**INFORMATION GIVEN:**
= Beginning of Section =

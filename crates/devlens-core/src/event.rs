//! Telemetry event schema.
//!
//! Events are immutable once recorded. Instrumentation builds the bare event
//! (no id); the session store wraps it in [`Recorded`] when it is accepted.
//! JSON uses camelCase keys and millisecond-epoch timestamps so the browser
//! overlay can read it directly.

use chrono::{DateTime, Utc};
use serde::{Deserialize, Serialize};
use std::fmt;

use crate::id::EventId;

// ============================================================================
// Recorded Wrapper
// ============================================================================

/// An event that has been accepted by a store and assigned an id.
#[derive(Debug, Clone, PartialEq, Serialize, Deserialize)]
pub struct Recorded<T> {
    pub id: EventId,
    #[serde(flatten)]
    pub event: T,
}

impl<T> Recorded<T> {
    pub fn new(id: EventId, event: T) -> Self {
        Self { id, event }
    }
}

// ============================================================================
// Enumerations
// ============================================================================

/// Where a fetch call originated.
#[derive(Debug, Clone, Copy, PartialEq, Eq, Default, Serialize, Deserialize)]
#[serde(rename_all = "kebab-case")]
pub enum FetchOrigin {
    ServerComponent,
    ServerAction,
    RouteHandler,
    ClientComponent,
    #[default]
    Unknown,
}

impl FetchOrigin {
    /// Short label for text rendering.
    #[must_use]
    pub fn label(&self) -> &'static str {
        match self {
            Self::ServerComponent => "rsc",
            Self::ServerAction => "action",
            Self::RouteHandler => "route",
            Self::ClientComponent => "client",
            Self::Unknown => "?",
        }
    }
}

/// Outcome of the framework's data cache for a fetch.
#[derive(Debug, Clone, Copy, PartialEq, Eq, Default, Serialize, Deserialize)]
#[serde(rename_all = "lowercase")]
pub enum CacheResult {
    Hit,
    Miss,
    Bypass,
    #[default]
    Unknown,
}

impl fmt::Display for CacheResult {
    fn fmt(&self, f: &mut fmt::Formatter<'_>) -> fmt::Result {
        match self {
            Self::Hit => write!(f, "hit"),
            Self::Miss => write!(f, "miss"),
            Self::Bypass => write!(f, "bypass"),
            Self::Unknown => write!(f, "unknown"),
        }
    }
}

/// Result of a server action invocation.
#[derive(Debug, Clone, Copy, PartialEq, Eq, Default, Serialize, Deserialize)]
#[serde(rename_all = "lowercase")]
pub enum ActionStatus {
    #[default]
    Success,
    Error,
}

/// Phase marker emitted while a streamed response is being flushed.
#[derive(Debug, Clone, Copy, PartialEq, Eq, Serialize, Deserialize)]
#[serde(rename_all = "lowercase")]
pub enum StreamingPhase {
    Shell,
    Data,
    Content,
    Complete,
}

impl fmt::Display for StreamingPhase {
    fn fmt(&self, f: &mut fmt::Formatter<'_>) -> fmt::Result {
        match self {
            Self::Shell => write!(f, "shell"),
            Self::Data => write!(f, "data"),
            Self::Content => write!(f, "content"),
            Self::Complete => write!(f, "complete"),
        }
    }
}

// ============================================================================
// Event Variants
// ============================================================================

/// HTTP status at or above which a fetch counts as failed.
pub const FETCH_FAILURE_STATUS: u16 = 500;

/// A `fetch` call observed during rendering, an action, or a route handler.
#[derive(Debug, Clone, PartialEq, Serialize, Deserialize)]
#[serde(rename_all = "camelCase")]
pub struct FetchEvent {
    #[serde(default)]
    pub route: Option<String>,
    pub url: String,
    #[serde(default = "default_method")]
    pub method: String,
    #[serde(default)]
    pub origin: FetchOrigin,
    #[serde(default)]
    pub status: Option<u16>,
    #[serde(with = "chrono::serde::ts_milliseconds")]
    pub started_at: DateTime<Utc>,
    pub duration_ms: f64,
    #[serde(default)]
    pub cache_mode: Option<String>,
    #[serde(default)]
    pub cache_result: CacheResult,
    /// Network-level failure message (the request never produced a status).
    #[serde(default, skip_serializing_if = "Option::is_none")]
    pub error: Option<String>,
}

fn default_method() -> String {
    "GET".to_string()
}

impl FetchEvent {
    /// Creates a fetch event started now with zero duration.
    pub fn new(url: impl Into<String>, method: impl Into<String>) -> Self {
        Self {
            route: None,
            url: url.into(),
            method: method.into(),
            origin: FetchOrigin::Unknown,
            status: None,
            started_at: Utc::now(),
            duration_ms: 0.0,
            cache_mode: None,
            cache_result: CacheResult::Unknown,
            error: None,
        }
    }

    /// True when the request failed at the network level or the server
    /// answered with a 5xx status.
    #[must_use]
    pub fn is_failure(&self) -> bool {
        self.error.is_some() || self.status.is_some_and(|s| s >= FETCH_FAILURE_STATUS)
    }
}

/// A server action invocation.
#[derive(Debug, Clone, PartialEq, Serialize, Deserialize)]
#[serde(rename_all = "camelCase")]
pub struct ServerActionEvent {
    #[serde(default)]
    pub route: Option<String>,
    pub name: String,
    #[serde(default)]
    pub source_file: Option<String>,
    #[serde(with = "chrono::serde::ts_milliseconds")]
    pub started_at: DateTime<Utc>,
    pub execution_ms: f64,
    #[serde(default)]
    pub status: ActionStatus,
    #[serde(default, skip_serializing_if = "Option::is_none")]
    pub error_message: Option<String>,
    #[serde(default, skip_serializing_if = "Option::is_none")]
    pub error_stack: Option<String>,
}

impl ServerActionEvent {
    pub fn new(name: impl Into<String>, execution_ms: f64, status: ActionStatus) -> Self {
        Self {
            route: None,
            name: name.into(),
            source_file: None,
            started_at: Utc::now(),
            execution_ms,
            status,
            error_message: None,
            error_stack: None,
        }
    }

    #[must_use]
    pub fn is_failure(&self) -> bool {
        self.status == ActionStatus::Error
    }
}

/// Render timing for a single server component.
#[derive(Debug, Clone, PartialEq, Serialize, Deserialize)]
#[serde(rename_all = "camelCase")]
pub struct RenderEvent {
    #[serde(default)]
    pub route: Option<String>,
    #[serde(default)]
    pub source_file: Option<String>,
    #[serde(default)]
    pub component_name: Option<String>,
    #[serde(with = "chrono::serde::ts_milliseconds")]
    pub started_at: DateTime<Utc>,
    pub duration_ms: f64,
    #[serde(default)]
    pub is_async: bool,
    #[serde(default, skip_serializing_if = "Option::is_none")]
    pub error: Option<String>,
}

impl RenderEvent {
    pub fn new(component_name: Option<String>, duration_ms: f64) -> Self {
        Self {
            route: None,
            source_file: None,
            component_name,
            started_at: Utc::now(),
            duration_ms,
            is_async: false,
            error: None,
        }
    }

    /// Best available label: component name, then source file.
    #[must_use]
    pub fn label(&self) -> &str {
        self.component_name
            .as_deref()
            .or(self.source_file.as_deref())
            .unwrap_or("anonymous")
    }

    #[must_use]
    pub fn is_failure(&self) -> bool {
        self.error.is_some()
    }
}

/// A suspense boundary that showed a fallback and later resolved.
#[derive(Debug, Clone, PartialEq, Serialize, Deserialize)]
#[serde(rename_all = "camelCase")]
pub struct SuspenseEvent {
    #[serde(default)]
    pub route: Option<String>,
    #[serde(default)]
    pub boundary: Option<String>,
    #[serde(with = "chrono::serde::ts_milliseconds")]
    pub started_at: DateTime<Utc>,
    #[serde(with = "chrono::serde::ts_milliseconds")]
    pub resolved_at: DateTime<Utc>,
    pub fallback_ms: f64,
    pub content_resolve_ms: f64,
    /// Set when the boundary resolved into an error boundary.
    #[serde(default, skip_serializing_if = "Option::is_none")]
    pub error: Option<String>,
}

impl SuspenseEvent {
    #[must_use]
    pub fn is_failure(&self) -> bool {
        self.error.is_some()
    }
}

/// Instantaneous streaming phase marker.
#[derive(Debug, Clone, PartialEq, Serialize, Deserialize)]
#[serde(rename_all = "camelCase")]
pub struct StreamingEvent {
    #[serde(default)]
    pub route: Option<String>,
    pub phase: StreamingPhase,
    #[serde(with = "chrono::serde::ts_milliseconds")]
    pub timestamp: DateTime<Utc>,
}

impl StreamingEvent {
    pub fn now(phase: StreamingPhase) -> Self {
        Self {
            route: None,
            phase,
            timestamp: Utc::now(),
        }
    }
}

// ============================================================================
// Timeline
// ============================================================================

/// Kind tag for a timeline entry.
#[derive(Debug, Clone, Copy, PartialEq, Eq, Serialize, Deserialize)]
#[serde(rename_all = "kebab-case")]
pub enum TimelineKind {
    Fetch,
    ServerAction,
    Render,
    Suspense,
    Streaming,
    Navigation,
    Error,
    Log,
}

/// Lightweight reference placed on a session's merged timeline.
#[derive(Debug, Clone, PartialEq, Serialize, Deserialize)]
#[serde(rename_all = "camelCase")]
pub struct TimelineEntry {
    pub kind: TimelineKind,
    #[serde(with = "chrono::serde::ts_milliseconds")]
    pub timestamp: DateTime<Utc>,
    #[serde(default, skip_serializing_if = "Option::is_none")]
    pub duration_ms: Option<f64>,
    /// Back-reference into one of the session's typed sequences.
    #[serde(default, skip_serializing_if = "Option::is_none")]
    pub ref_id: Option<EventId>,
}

= End of Section =

Copy down every line of the entries containing the word "marker".

/// Phase marker emitted while a streamed response is being flushed.
/// Instantaneous streaming phase marker.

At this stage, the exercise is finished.